The lone aerial combat surveillance craft hovered half a klick outside Tower City. The man inside it was John Lipinski. John had a wife and a baby girl named Sarah that he'd never seen. It was John's job to feed real time information of the battle back to the Federation's War Room on Babylon 3. He was used to seeing men die by now, but never on this scale. "We're getting butchered out there." he said to himself, thankful he wasn't on the ground. Then the order came over the comm.

"Move in closer, the general wants better picture quality."

"But, sir, if I move in closer, I'll be detected by the city's point defenses."

"That's what stealth mode is for, lieutenant. Do it!"

"But, sir, even in stealth mode…" the pilot pleaded.

"Those are the general's orders! Discom."
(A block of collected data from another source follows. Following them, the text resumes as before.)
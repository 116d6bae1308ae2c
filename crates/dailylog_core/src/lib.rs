//! Core domain logic for the daily work log.
//! This crate is the single source of truth for extraction, resolution and
//! aggregation rules.

pub mod config;
pub mod db;
pub mod generation;
pub mod logging;
pub mod model;
pub mod pipeline;
pub mod repo;
pub mod service;

pub use config::{AppConfig, ConfigError, GenerationConfig, Provider};
pub use generation::{GenerationService, HttpGenerationService, ServiceError, ServiceResult};
pub use logging::{default_log_level, init_logging, logging_status, LoggingError};
pub use model::content::DayContent;
pub use model::daily_record::DailyRecord;
pub use model::weekly_report::{WeeklyReport, WeeklyReportValidationError};
pub use pipeline::predict::{Prediction, PredictionComposer, PredictionStatus};
pub use pipeline::resolver::resolve;
pub use pipeline::sections::{extract, Extraction, MARK_TODAY, MARK_TOMORROW};
pub use pipeline::weekly::{AggregateError, WeeklyAggregator};
pub use repo::record_repo::{RecordStore, RepoError, RepoResult, SqliteRecordStore};
pub use service::report_service::{
    DailySubmission, OptimizationStatus, ReportService, ReportServiceError, WeeklyRun,
};
pub use service::schedule::WeeklySchedule;

/// Returns the core crate version.
pub fn core_version() -> &'static str {
    env!("CARGO_PKG_VERSION")
}

#[cfg(test)]
mod tests {
    use super::core_version;

    #[test]
    fn version_is_not_empty() {
        assert!(!core_version().is_empty());
    }
}
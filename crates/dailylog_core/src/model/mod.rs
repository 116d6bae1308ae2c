//! Domain model for daily records and weekly roll-ups.
//!
//! # Responsibility
//! - Define canonical data structures used by the report pipeline.
//! - Keep storage-agnostic shapes; persistence lives in `repo`.
//!
//! # Invariants
//! - Every daily record is identified by its calendar date.
//! - Every weekly report is identified by its `(week_start, week_end)` pair.

pub mod content;
pub mod daily_record;
pub mod weekly_report;
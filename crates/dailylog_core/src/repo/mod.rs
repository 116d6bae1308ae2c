//! Repository layer abstractions and persistence implementations.
//!
//! # Responsibility
//! - Define the keyed record-store contract used by the pipeline.
//! - Isolate SQLite query details from service/business orchestration.
//!
//! # Invariants
//! - Repository writes validate domain objects before persistence.
//! - Repository APIs return semantic errors (`DuplicateWeeklyReport`,
//!   `InvalidData`) in addition to DB transport errors.

pub mod record_repo;
//! Content resolution and aggregation pipeline.
//!
//! # Responsibility
//! - Extract structured sections from unstructured generation output.
//! - Pick the authoritative content of a day through a fixed fallback chain.
//! - Compose prediction and weekly roll-up prompts and interpret replies.
//!
//! # Invariants
//! - Section markers are one shared format constant for prompts and parsing.
//! - Extraction and resolution never fail; misses degrade to empty strings.
//! - Each component performs at most one generation call per invocation.

pub mod predict;
pub mod prompt;
pub mod resolver;
pub mod sections;
pub mod weekly;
John reluctantly moved his craft in closer, pushing its stealth drive up to maximum. As he feared, his sensors warned him of a target lock. He juiced his stealth system past safe levels and flew evasive, but at that range, it was a moot point. John's craft exploded into a fireball, killing him instantly.
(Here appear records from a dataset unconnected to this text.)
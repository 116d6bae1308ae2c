//! Weekly trigger policy.
//!
//! The aggregator itself does not care when it runs; this policy decides
//! whether a given day triggers a roll-up and which window it covers.

use chrono::{Datelike, Duration, NaiveDate, Weekday};

/// Designated weekday plus the number of business days to cover.
#[derive(Debug, Clone, Copy, PartialEq, Eq)]
pub struct WeeklySchedule {
    pub weekday: Weekday,
    pub business_days: u32,
}

impl Default for WeeklySchedule {
    fn default() -> Self {
        Self {
            weekday: Weekday::Fri,
            business_days: 5,
        }
    }
}

impl WeeklySchedule {
    /// Returns the window ending on `day` when `day` is the designated weekday.
    pub fn window_for(&self, day: NaiveDate) -> Option<(NaiveDate, NaiveDate)> {
        if day.weekday() != self.weekday {
            return None;
        }
        Some((business_window_start(day, self.business_days), day))
    }
}

/// Returns the first day of the `business_days` most recent business days
/// ending on `end` (inclusive of `end` when it is a business day).
pub fn business_window_start(end: NaiveDate, business_days: u32) -> NaiveDate {
    let mut start = end;
    let mut counted = u32::from(is_business_day(end));
    while counted < business_days {
        start -= Duration::days(1);
        if is_business_day(start) {
            counted += 1;
        }
    }
    start
}

fn is_business_day(day: NaiveDate) -> bool {
    !matches!(day.weekday(), Weekday::Sat | Weekday::Sun)
}
//! Schema history of the daily log store.
//!
//! # Responsibility
//! - Own the ordered list of schema steps for `daily_records` and
//!   `weekly_reports`.
//! - Bring an older store file up to the latest step on open.
//!
//! # Invariants
//! - `version` values must remain monotonic.
//! - Applied migration version is mirrored to `PRAGMA user_version`.
//! - All pending migrations commit in one transaction or not at all; a store
//!   whose existing weekly rows violate a later constraint stays on its old
//!   version.

use crate::db::{DbError, DbResult};
use log::{debug, info, warn};
use rusqlite::Connection;

#[derive(Debug, Clone, Copy)]
struct Migration {
    version: u32,
    name: &'static str,
    sql: &'static str,
}

const MIGRATIONS: &[Migration] = &[
    Migration {
        version: 1,
        name: "daily_and_weekly_tables",
        sql: include_str!("0001_init.sql"),
    },
    Migration {
        version: 2,
        name: "weekly_window_unique",
        sql: include_str!("0002_weekly_window_unique.sql"),
    },
];

/// Returns the latest migration version known by this binary.
pub fn latest_version() -> u32 {
    MIGRATIONS.last().map_or(0, |migration| migration.version)
}

/// Applies all pending migrations on the provided connection.
pub fn apply_migrations(conn: &mut Connection) -> DbResult<()> {
    let current_version = current_user_version(conn)?;
    let latest = latest_version();

    if current_version > latest {
        return Err(DbError::UnsupportedSchemaVersion {
            db_version: current_version,
            latest_supported: latest,
        });
    }

    if current_version == latest {
        return Ok(());
    }

    let tx = conn.transaction()?;
    for migration in MIGRATIONS
        .iter()
        .filter(|migration| migration.version > current_version)
    {
        if let Err(err) = tx.execute_batch(migration.sql) {
            warn!(
                "event=db_migrate module=db status=error version={} name={}",
                migration.version, migration.name
            );
            return Err(err.into());
        }
        tx.execute_batch(&format!("PRAGMA user_version = {};", migration.version))?;
        debug!(
            "event=db_migrate_step module=db status=ok version={} name={}",
            migration.version, migration.name
        );
    }
    tx.commit()?;

    info!(
        "event=db_migrate module=db status=ok from_version={} to_version={}",
        current_version, latest
    );
    Ok(())
}

fn current_user_version(conn: &Connection) -> DbResult<u32> {
    let version = conn.query_row("PRAGMA user_version;", [], |row| row.get::<_, u32>(0))?;
    Ok(version)
}
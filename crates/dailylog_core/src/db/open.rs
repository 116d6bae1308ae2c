//! Connection bootstrap utilities for SQLite.
//!
//! # Responsibility
//! - Open file or in-memory SQLite connections.
//! - Trigger schema migrations before returning a usable connection.
//!
//! # Invariants
//! - Returned connections have migrations fully applied.
//! - Returned connections wait on locks instead of failing immediately.

use super::migrations::apply_migrations;
use super::DbResult;
use log::{error, info};
use rusqlite::Connection;
use std::path::Path;
use std::time::{Duration, Instant};

const BUSY_TIMEOUT: Duration = Duration::from_secs(5);

/// Opens a SQLite database file and applies all pending migrations.
///
/// # Side effects
/// - Creates the file when missing.
/// - Emits `db_open` logging events with duration and status.
pub fn open_db(path: impl AsRef<Path>) -> DbResult<Connection> {
    open_with("file", || Connection::open(path))
}

/// Opens an in-memory SQLite database and applies all pending migrations.
pub fn open_db_in_memory() -> DbResult<Connection> {
    open_with("memory", Connection::open_in_memory)
}

fn open_with(
    mode: &'static str,
    open: impl FnOnce() -> rusqlite::Result<Connection>,
) -> DbResult<Connection> {
    let started_at = Instant::now();
    info!("event=db_open module=db status=start mode={mode}");

    let mut conn = match open() {
        Ok(conn) => conn,
        Err(err) => {
            error!(
                "event=db_open module=db status=error mode={mode} duration_ms={} error_code=db_open_failed error={}",
                started_at.elapsed().as_millis(),
                err
            );
            return Err(err.into());
        }
    };

    match bootstrap_connection(&mut conn) {
        Ok(()) => {
            info!(
                "event=db_open module=db status=ok mode={mode} duration_ms={}",
                started_at.elapsed().as_millis()
            );
            Ok(conn)
        }
        Err(err) => {
            error!(
                "event=db_open module=db status=error mode={mode} duration_ms={} error_code=db_bootstrap_failed error={}",
                started_at.elapsed().as_millis(),
                err
            );
            Err(err)
        }
    }
}

fn bootstrap_connection(conn: &mut Connection) -> DbResult<()> {
    conn.busy_timeout(BUSY_TIMEOUT)?;
    apply_migrations(conn)?;
    Ok(())
}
"Damn it, where's my picture! How am I supposed to conduct an attack if I can't see what's going on!?" Lieutenant-General Edgar Curtis bellowed to his subordinates.
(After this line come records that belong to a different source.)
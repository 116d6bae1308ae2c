//! Weekly report domain model.
//!
//! # Invariants
//! - At most one report exists per `(week_start, week_end)` pair.
//! - `week_end` must not be earlier than `week_start`.

use chrono::NaiveDate;
use serde::{Deserialize, Serialize};
use std::error::Error;
use std::fmt::{Display, Formatter};

/// Generated summary for one aggregation window.
#[derive(Debug, Clone, PartialEq, Eq, Serialize, Deserialize)]
pub struct WeeklyReport {
    /// First date of the window (inclusive).
    pub week_start: NaiveDate,
    /// Last date of the window (inclusive).
    pub week_end: NaiveDate,
    /// Generated text, stored verbatim.
    pub report: String,
}

/// Validation failures for weekly report windows.
#[derive(Debug, Clone, PartialEq, Eq)]
pub enum WeeklyReportValidationError {
    InvertedWindow {
        week_start: NaiveDate,
        week_end: NaiveDate,
    },
}

impl Display for WeeklyReportValidationError {
    fn fmt(&self, f: &mut Formatter<'_>) -> std::fmt::Result {
        match self {
            Self::InvertedWindow {
                week_start,
                week_end,
            } => write!(
                f,
                "week_end {week_end} is earlier than week_start {week_start}"
            ),
        }
    }
}

impl Error for WeeklyReportValidationError {}

impl WeeklyReport {
    pub fn new(week_start: NaiveDate, week_end: NaiveDate, report: impl Into<String>) -> Self {
        Self {
            week_start,
            week_end,
            report: report.into(),
        }
    }

    /// Checks window ordering before persistence.
    pub fn validate(&self) -> Result<(), WeeklyReportValidationError> {
        if self.week_end < self.week_start {
            return Err(WeeklyReportValidationError::InvertedWindow {
                week_start: self.week_start,
                week_end: self.week_end,
            });
        }
        Ok(())
    }
}
//! Core use-case services.
//!
//! # Responsibility
//! - Orchestrate store reads, pipeline components and store writes into
//!   use-case level APIs.
//! - Own the weekly trigger policy.
//! - Keep the CLI boundary decoupled from storage and generation details.

pub mod report_service;
pub mod schedule;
One of his staff managed a response. "Our surveillance craft was destroyed…again, sir."

"Dammit, that's the third one! Who the hell is training these pilots nowadays?!"

"Perhaps we should not ask them to move in so close, sir."

The general turned furiously at his subordinate. "Are you questioning my orders, son?"

"No, sir. Sorry, sir." The young staff officer bowed his head in shame.

            The general turned his attention back to the battle. "Tell the 315th Legion to reinforce the right wing on the double."

            "Sir", another staff officer spoke up, "that's all our reserves. They'll be under orbital bombardment as soon as they leave the city walls."

            "You over estimate the Rebel's satellites, captain. Send in the 315th immediately… and more scout craft so I can see what's going on."

            "Yes, sir. The 315th is moving out now and four more scouts have taken to the air."

            "Excellent, we'll break these rebels yet! Get me General Sanford on the line… and what's happened to our artillery?"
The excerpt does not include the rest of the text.